The second quatrain applies the principles of the first: "being full of your ne'er-cloying sweetness, / To bitter sauces did I frame my feeding;" "ne'er" firstly means never, as in the poet is never sated by the youth's sweetness. But "nere" meaning 'near' or 'almost' can't be ignored: the poet's palate is "full" of the friend's sweetness, that is nearly rich enough to cause gagging ("cloying"). To refresh his palate the poet has designed his diet to include "bitter sauces". Bitter digestifs typically contain carminative herbs, which are thought to aid digestion. As a consequence, the poet has found himself inoculated against future ailments. He has been made "sick of welfare" but finds it appropriate ("a kind of meetness", with echoes of 'meat') that he has become ill ("To be diseased"), before there was any cause to be so ("ere that there was true needing").

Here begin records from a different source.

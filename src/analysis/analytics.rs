// src/analysis/analytics.rs
//
// Bounded time series of intersection load. One snapshot per analytics
// tick; once full, every push evicts exactly the oldest entry.

use crate::types::NUM_LANES;
use serde::Serialize;
use std::collections::VecDeque;

pub const DEFAULT_CAPACITY: usize = 180; // 3 min at 1 Hz

#[derive(Debug, Clone, Copy, PartialEq, Eq, Serialize)]
pub struct AnalyticsSnapshot {
    /// Unix seconds
    pub timestamp: i64,
    pub total: u32,
    pub per_lane: [u32; NUM_LANES],
}

impl AnalyticsSnapshot {
    pub fn new(timestamp: i64, per_lane: [u32; NUM_LANES]) -> Self {
        Self {
            timestamp,
            total: per_lane.iter().sum(),
            per_lane,
        }
    }
}

pub struct AnalyticsHistory {
    entries: VecDeque<AnalyticsSnapshot>,
    capacity: usize,
}

impl AnalyticsHistory {
    pub fn new() -> Self {
        Self::with_capacity(DEFAULT_CAPACITY)
    }

    pub fn with_capacity(capacity: usize) -> Self {
        let capacity = capacity.max(1);
        Self {
            entries: VecDeque::with_capacity(capacity),
            capacity,
        }
    }

    pub fn push(&mut self, snapshot: AnalyticsSnapshot) {
        if self.entries.len() >= self.capacity {
            self.entries.pop_front();
        }
        self.entries.push_back(snapshot);
    }

    pub fn latest(&self) -> Option<&AnalyticsSnapshot> {
        self.entries.back()
    }

    #[cfg(test)]
    fn oldest(&self) -> Option<&AnalyticsSnapshot> {
        self.entries.front()
    }

    #[cfg(test)]
    fn len(&self) -> usize {
        self.entries.len()
    }

    /// Series ordered oldest to newest, ages relative to `now`.
    pub fn report(&self, now: i64) -> AnalyticsReport {
        let mut report = AnalyticsReport::empty();

        for snap in &self.entries {
            report.times.push((now - snap.timestamp).max(0));
            report.total.push(snap.total);
            for (lane, series) in report.lanes.iter_mut().enumerate() {
                series.push(snap.per_lane[lane]);
            }
        }

        if !report.total.is_empty() {
            let sum: u64 = report.total.iter().map(|&t| t as u64).sum();
            report.avg_total = (sum as f64 / report.total.len() as f64).round() as u32;
        }

        if let Some(latest) = self.latest() {
            let peak_lane = crate::analysis::aggregator::priority_lane(&latest.per_lane);
            report.peak_lane = peak_lane;
            report.peak_total = latest.per_lane[peak_lane];
        }

        report
    }
}

impl Default for AnalyticsHistory {
    fn default() -> Self {
        Self::new()
    }
}

/// Body of `GET /analytics_data`.
#[derive(Debug, Clone, PartialEq, Serialize)]
pub struct AnalyticsReport {
    /// Seconds ago, per snapshot
    pub times: Vec<i64>,
    pub total: Vec<u32>,
    pub lanes: Vec<Vec<u32>>,
    pub avg_total: u32,
    pub peak_lane: usize,
    pub peak_total: u32,
}

impl AnalyticsReport {
    pub fn empty() -> Self {
        Self {
            times: Vec::new(),
            total: Vec::new(),
            lanes: vec![Vec::new(); NUM_LANES],
            avg_total: 0,
            peak_lane: 0,
            peak_total: 0,
        }
    }
}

The sestet applies the emetical trope to love: a "policy" is a course of prudent action. Love, to be prudent and to forestall future ailings ("to anticipate / The ills that were, not"), acquainted itself early with transgressions ("grew to faults assured") that operate like a curative vomit. In so doing, love submitted to medicine ("brought to medicine") "a healthful state", a state reeking of goodness ("rank of goodness"). The "healthful state", with its goodness, "would by ill be cured", would as if by an initial, induced sickness be cured. The moral the poet has learnt and has proved by bitter experience is that potions ("Drugs", in this case transgressions), rather than acting as an antidote to the disease of love, only act to poison love.